Along with Ryan Crouser's record-breaking heave in the shot put
(23.37 metres) and Sydney McLaughlin's new mark in the women's 400m
hurdles (51.90), hurdlers Rai Benjamin (400m) and Grant Holloway
(110m) also came close to getting their names in the record books
after eight days of competition.
U.S. sprinters have had to play second fiddle to Jamaican speedsters
at recent Olympics but there was plenty to suggest they can turn the
tables in Tokyo.
Gabby Thomas delivered a 200m time not seen since Florence Griffith
Joyner in the 1988 Games while 21-year-old Sha'Carri Richardson
cruised to victory in the women's 100m final in 10.86.

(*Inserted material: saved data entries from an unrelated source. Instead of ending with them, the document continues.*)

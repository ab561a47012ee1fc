//! Shared fixtures for the pipeline suite: the scenario programs the
//! integration tests drive end to end, and a small reference evaluator
//! used to check that lowering preserves computed values.
//!
//! The evaluator works on `f64` throughout and deliberately covers both
//! composite ops and their expansions, so the same input can be run
//! before and after the pipeline and compared numerically.

use rustc_hash::FxHashMap;
use tensile::prelude::*;
use tensile_core::{BlockId, FuncId, SymbolHash, TensorMeta, ValueId};

pub fn loc() -> SourceLoc {
    SourceLoc::unknown()
}

pub fn vt(dims: &[i64]) -> Type {
    Type::vtensor(dims, DType::F32)
}

pub fn splat(dims: &[i64], value: f64) -> ConstValue {
    ConstValue::Tensor(TensorLit::splat(dims, DType::F32, value))
}

/// A literal whose elements count up from `offset` in steps of `step`,
/// so transposes and reductions cannot cancel out unnoticed.
pub fn counting(dims: &[i64], offset: f64, step: f64) -> ConstValue {
    let count: i64 = dims.iter().product();
    let values = (0..count).map(|i| offset + step * i as f64).collect();
    let lit = TensorLit::new(dims.to_vec(), DType::F32, values)
        .unwrap_or_else(|| panic!("literal shape {dims:?} does not match its element count"));
    ConstValue::Tensor(lit)
}

/// Opcodes of the entry block, in order.
pub fn opcodes(func: &tensile_core::ir::Function) -> Vec<Opcode> {
    func.blocks[0].ops.iter().map(|&op| func.op(op).kind.opcode()).collect()
}

/// How many ops with this opcode the whole program contains.
pub fn count_ops(program: &Program, opcode: Opcode) -> usize {
    program
        .functions
        .iter()
        .map(|f| {
            f.blocks
                .iter()
                .flat_map(|b| &b.ops)
                .filter(|&&op| f.op(op).kind.opcode() == opcode)
                .count()
        })
        .sum()
}

/// Panics if any object machinery survived: class-typed values,
/// slot accesses, method calls, or reference-tensor values.
pub fn assert_object_free(program: &Program) {
    assert!(program.hierarchy.is_none(), "object hierarchy survived the pipeline");
    for func in &program.functions {
        for value in &func.values {
            assert!(
                !value.ty.contains_class(),
                "class-typed value survived in `{}`",
                func.name
            );
            assert!(
                !value.ty.contains_ref_tensor(),
                "reference tensor survived in `{}`",
                func.name
            );
        }
        for block in &func.blocks {
            for &op in &block.ops {
                let kind = &func.op(op).kind;
                assert!(
                    !matches!(
                        kind,
                        OpKind::GetSlot(_)
                            | OpKind::SetSlot(_)
                            | OpKind::CallMethod(_)
                            | OpKind::GlobalGet(_)
                    ),
                    "`{}` survived in `{}`",
                    kind.opcode(),
                    func.name
                );
            }
        }
    }
}

// ---------------------------------------------------------------------------
// Scenario programs
// ---------------------------------------------------------------------------

/// `Root { bias, sub: Child { weight } }` where both slots are mutable
/// and written, so flattening must keep two global slots alive.
///
/// `forward(x) = x * weight + bias` goes through a virtual method call
/// the preparer has to resolve; `step(f)` rescales both slots through
/// `set_slot`.
pub fn two_class_tree() -> Program {
    let mut pb = ProgramBuilder::new();
    let child_ty = Type::Class("Child".into());
    let root_ty = Type::Class("Root".into());

    let mut gain = FuncBuilder::new("Child::forward", Visibility::Private, loc());
    let child_self = gain.param(child_ty.clone());
    let x = gain.param(vt(&[4]));
    gain.results(vec![vt(&[4])]);
    let w = gain.op1(OpKind::GetSlot("weight".into()), vec![child_self], vt(&[4]), loc());
    let y = gain.op1(OpKind::Mul, vec![x, w], vt(&[4]), loc());
    gain.ret(vec![y], loc());
    let gain_id = pb.add_function(gain.finish());

    let mut scale = FuncBuilder::new("Child::scale", Visibility::Private, loc());
    let child_self = scale.param(child_ty.clone());
    let f = scale.param(vt(&[4]));
    scale.results(vec![]);
    let w = scale.op1(OpKind::GetSlot("weight".into()), vec![child_self], vt(&[4]), loc());
    let scaled = scale.op1(OpKind::Mul, vec![w, f], vt(&[4]), loc());
    scale.op(OpKind::SetSlot("weight".into()), vec![child_self, scaled], vec![], loc());
    scale.ret(vec![], loc());
    let scale_id = pb.add_function(scale.finish());

    let mut fwd = FuncBuilder::new("Root::forward", Visibility::Private, loc());
    let root_self = fwd.param(root_ty.clone());
    let x = fwd.param(vt(&[4]));
    fwd.results(vec![vt(&[4])]);
    let sub = fwd.op1(OpKind::GetSlot("sub".into()), vec![root_self], child_ty.clone(), loc());
    let mid = fwd.op1(OpKind::CallMethod("forward".into()), vec![sub, x], vt(&[4]), loc());
    let bias = fwd.op1(OpKind::GetSlot("bias".into()), vec![root_self], vt(&[4]), loc());
    let out = fwd.op1(OpKind::Add, vec![mid, bias], vt(&[4]), loc());
    fwd.ret(vec![out], loc());
    let fwd_id = pb.add_function(fwd.finish());

    let mut step = FuncBuilder::new("Root::step", Visibility::Private, loc());
    let root_self = step.param(root_ty);
    let f = step.param(vt(&[4]));
    step.results(vec![]);
    let sub = step.op1(OpKind::GetSlot("sub".into()), vec![root_self], child_ty, loc());
    step.op(OpKind::Call("Child::scale".into()), vec![sub, f], vec![], loc());
    let b = step.op1(OpKind::GetSlot("bias".into()), vec![root_self], vt(&[4]), loc());
    let nb = step.op1(OpKind::Mul, vec![b, f], vt(&[4]), loc());
    step.op(OpKind::SetSlot("bias".into()), vec![root_self, nb], vec![], loc());
    step.ret(vec![], loc());
    let step_id = pb.add_function(step.finish());

    let child = pb.declare_class("Child", loc());
    pb.add_data_slot(child, "weight", vt(&[4]), splat(&[4], 2.0), true, loc());
    pb.add_method(child, "forward", gain_id, false, vec![], loc());
    pb.add_method(child, "scale", scale_id, false, vec![], loc());

    let root = pb.declare_class("Root", loc());
    pb.add_data_slot(root, "bias", vt(&[4]), splat(&[4], 1.0), true, loc());
    pb.add_submodule_slot(root, "sub", "Child", loc());
    pb.add_method(root, "forward", fwd_id, true, vec![], loc());
    pb.add_method(root, "step", step_id, true, vec![], loc());
    pb.set_root(root);
    pb.finish()
}

/// A single mutable slot mutated through a reference chain. The read
/// before the in-place add and the read after must see different
/// contents, and resolving the chain should cost exactly one storage
/// read.
pub fn aliased_accumulator() -> Program {
    let mut pb = ProgramBuilder::new();

    let mut step = FuncBuilder::new("Acc::step", Visibility::Private, loc());
    let acc_self = step.param(Type::Class("Acc".into()));
    step.results(vec![vt(&[2]), vt(&[2])]);
    let handle = step.op1(
        OpKind::GetSlot("total".into()),
        vec![acc_self],
        Type::Tensor(TensorMeta::concrete(&[2], DType::F32)),
        loc(),
    );
    let before = step.op1(OpKind::ToValue, vec![handle], vt(&[2]), loc());
    let delta = step.constant(splat(&[2], 3.0), loc());
    let bumped = step.op1(
        OpKind::AddInPlace,
        vec![handle, delta],
        Type::Tensor(TensorMeta::concrete(&[2], DType::F32)),
        loc(),
    );
    let after = step.op1(OpKind::ToValue, vec![bumped], vt(&[2]), loc());
    step.ret(vec![before, after], loc());
    let step_id = pb.add_function(step.finish());

    let acc = pb.declare_class("Acc", loc());
    pb.add_data_slot(acc, "total", vt(&[2]), splat(&[2], 1.0), true, loc());
    pb.add_method(acc, "step", step_id, true, vec![], loc());
    pb.set_root(acc);
    pb.finish()
}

She will face a showdown with Jamaica's Shelly-Ann Fraser-Pryce, the
fastest woman alive, who won her country's national athletics
championships on Friday.
"I would tell my younger self that it would all pay off when you
least expect it," said Richardson, reflecting on her early Olympic
ambitions. "Continue to be who you are."
With Jamaican sprint king Usain Bolt no longer in the picture,
Trayvon Bromell will have his eyes on the top of the podium after
winning the men's 100m final in 9.81 seconds, just a hundredth of a
second slower than Bolt's gold medal performance in Rio.
And after the U.S. was left off the podium in the men's 200m at the
last two Games, 23-year-old world champion Noah Lyles offers genuine
hope of a medal after posting a world-leading 19.74 in the final
night of competition.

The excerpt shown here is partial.